Collected data:
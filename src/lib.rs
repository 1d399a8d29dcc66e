/*
Copyright 2025 Connor Nolan

Licensed under the Apache License, Version 2.0 (the "License");
you may not use this file except in compliance with the License.
You may obtain a copy of the License at

    http://www.apache.org/licenses/LICENSE-2.0

Unless required by applicable law or agreed to in writing, software
distributed under the License is distributed on an "AS IS" BASIS,
WITHOUT WARRANTIES OR CONDITIONS OF ANY KIND, either express or implied.
See the License for the specific language governing permissions and
limitations under the License.
*/

//! A CASL II assembler and COMET II simulator. The assembler turns one
//! source file into one object file; the simulator loads object files into
//! an emulated 16-bit machine behind a gdb-style debugger.

pub mod assembler;
pub mod errors;
pub mod instructions;
pub mod object;
pub mod parser;
pub mod vm;

use assembler::listing::Listing;
use errors::AsmError;
use object::ObjectFile;

/// The finished translation of one source file.
#[derive(Debug)]
pub struct Assembly {
    pub object: ObjectFile,
    pub listing: Listing,
}

/// Assemble one CASL II source text. `file` names the translation unit in
/// diagnostics.
pub fn assemble(file: &str, source: &str) -> Result<Assembly, AsmError> {
    let first_pass = assembler::run_first_pass(file, source)?;
    let (object, listing) = assembler::generate_object(&first_pass)?;
    Ok(Assembly { object, listing })
}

• Task:
Please write out every record shown above exactly as it reads.

• Solution to the problem:
filename src/lib.rs
repository 1d399a8d29dcc66e
/*
Copyright 2025 Connor Nolan

Licensed under the Apache License, Version 2.0 (the "License");
you may not use this file except in compliance with the License.
You may obtain a copy of the License at

    http://www.apache.org/licenses/LICENSE-2.0

Unless required by applicable law or agreed to in writing, software
distributed under the License is distributed on an "AS IS" BASIS,
WITHOUT WARRANTIES OR CONDITIONS OF ANY KIND, either express or implied.
See the License for the specific language governing permissions and
limitations under the License.
*/

//! A CASL II assembler and COMET II simulator. The assembler turns one
//! source file into one object file; the simulator loads object files into
//! an emulated 16-bit machine behind a gdb-style debugger.

pub mod assembler;
pub mod errors;
pub mod instructions;
pub mod object;
pub mod parser;
pub mod vm;

use assembler::listing::Listing;
use errors::AsmError;
use object::ObjectFile;

/// The finished translation of one source file.
#[derive(Debug)]
pub struct Assembly {
    pub object: ObjectFile,
    pub listing: Listing,
}

/// Assemble one CASL II source text. `file` names the translation unit in
/// diagnostics.
pub fn assemble(file: &str, source: &str) -> Result<Assembly, AsmError> {
    let first_pass = assembler::run_first_pass(file, source)?;
    let (object, listing) = assembler::generate_object(&first_pass)?;
    Ok(Assembly { object, listing })
}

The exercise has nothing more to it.